Independent Community Pharmacy Group and Prescription Access Initiative spokesperson Gemma Perry said pharmacists had not been officially told when the co-payment would be coming back.
“It's absolutely not good enough. Pharmacies need lots of notice, but patients do as well. It's already causing significant confusion because patients are not sure whether they are paying or they’re not, or when is it coming back.”
Perry said they did not know what to tell patients when they asked, “should I be budgeting ahead for when the prescription fees come back?”, or “I don't want to have to change pharmacies again, back to a discounted to access free scripts”.
“We’re already in a massive workforce crisis in pharmacy, in all of healthcare, and we need to plan for that.”
Perry said the free fee had been a huge benefit for pharmacies, with pharmacists able to put the time saved “straight back into services like vaccination, and other primary healthcare measures”.
“It's a significant undertaking and we've already flagged this is not a good use of our clinical time. It's going to add a real significant administration step onto every interaction and every all patients are going to pay the price for that because of the time lost out of the system.”
The previous Government’s last Budget scrapped the $5 co-payment for prescriptions, expected to cost $618 million over four years.
Community Services Cards were a key part of National’s plan, which promised to return the $5 co-payment up to $100 a year and target the scheme, meaning SuperGold and Community Service Card holders would still have free prescriptions.
Pharmacists previously raised concerns over the proposal, describing the $100 cap as a manual process that could be quite time-strenuous, and for Community Service Card holders, at times it could take five to 10 minutes to ring a call centre to check a person’s card.
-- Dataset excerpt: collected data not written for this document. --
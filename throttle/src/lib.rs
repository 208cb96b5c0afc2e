//! Lock-file based throttling of large transfers on shared filesystems
//!
//! Processes copying large files to and from the same network share do not talk to each other.
//! They coordinate through the share itself: each transfer drops a small lock file into the
//! share's `DMS_LockFiles` directory, and before starting it looks at the lock files that were
//! there first. If the older transfers add up to too much data the newcomer waits.
//!
//! # Overview
//!
//! 1. **Share resolution** ([`share`]) - find the lock directory for a path, if any
//! 2. **Advertising** ([`estimator`]) - create a lock file per share, remove it when done
//! 3. **Backlog estimation** ([`estimator`]) - sum the sizes of older, fresh lock files
//! 4. **Waiting** ([`queue`]) - poll until the backlog clears, the wait times out, or an
//!    administrator deletes our lock file
//!
//! # Lock file names
//!
//! ```text
//! <timestampMs>_<sizeMB:0000>_<host>_<manager>.lock
//! ```
//!
//! Only the timestamp and the size are read back. See [`lockfile`].
//!
//! # Admission rule
//!
//! With `backlog` being the total size in MB of lock files older than ours (and younger than the
//! stale cutoff), a transfer of `size` MB starts when
//!
//! ```text
//! (older transfers <= 1 on both shares)
//!   OR ((backlog_source + size < 1000 OR source wait expired)
//!       AND (backlog_target + size < 1000 OR target wait expired))
//! ```
//!
//! Between polls it sleeps `clamp(max(backlog_source, backlog_target) / 200, 1, 30)` seconds.
//!
//! # Guarantees
//!
//! None beyond best effort. The lock directory is not synchronized, listings race with other
//! processes, and two transfers starting in the same millisecond range may both be admitted.
//! Timeouts never fail a transfer, they only end the wait.
//!
//! # Example
//!
//! ```rust,no_run
//! use throttle::{
//!     clock::SystemClock, estimator::BacklogEstimator, estimator::LockDirEstimator,
//!     estimator::TransferRequest, events::NoopNotifier, queue, share,
//! };
//! use std::path::Path;
//!
//! # async fn example() -> Result<(), throttle::estimator::Error> {
//! let shares = share::ShareSettings {
//!     share_roots: vec!["/mnt/proto-7".into()],
//!     ..Default::default()
//! };
//! let target = Path::new("/mnt/proto-7/cache/dataset.raw");
//! let request = TransferRequest {
//!     source: "/data/dataset.raw".into(),
//!     target: target.to_owned(),
//!     size_bytes: 5 << 30,
//!     host: throttle::lockfile::local_host_name(),
//!     manager: "Manager_1".to_string(),
//!     timestamp: chrono::Utc::now(),
//!     source_share: None,
//!     target_share: share::lock_directory(target, &shares).await,
//! };
//! let estimator = LockDirEstimator::new(std::time::Duration::from_secs(3 * 3600));
//! let ticket = estimator.register(&request).await?;
//! queue::wait_for_queue(
//!     &estimator,
//!     &request,
//!     &ticket,
//!     &queue::Settings::default(),
//!     &SystemClock,
//!     &NoopNotifier,
//! )
//! .await;
//! // copy the file here
//! estimator.release(ticket).await;
//! # Ok(())
//! # }
//! ```

pub mod clock;
pub mod estimator;
pub mod events;
pub mod lockfile;
pub mod memory;
pub mod queue;
pub mod share;

pub use clock::{Clock, ManualClock, SystemClock};
pub use estimator::{BacklogEstimator, LockDirEstimator, TransferRequest};
pub use events::{NoopNotifier, Notification, Notify};
pub use memory::MemoryEstimator;
pub use queue::{QueueState, WaitOutcome, WaitReason};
National’s plan promised to allocate $280m to pay for 13 cancer therapies, with leader Christopher Luxon saying last August they thought it was “a better use of taxpayers’ money than paying $5 prescription fees for everyone, including those who can afford to pay it themselves”.
Reti said the cancer treatment funding would take longer as they had to wait for the savings made from the prescription co-payment.
“I'm hopeful this year that we will return the co-pay and then the cancer medicines, when the funding is achieved, will start to roll out.”
Newsable spoke to professor of cancer medicine Dr Chris Jackson, who said the Government would need to review which drugs it chose to fund, as things had changed since an initial report he helped write picked the 13. He also said funding drugs alone wouldn’t be enough.
“We’re already in a massive workforce crisis in pharmacy, in all of healthcare, and we need to plan for that.”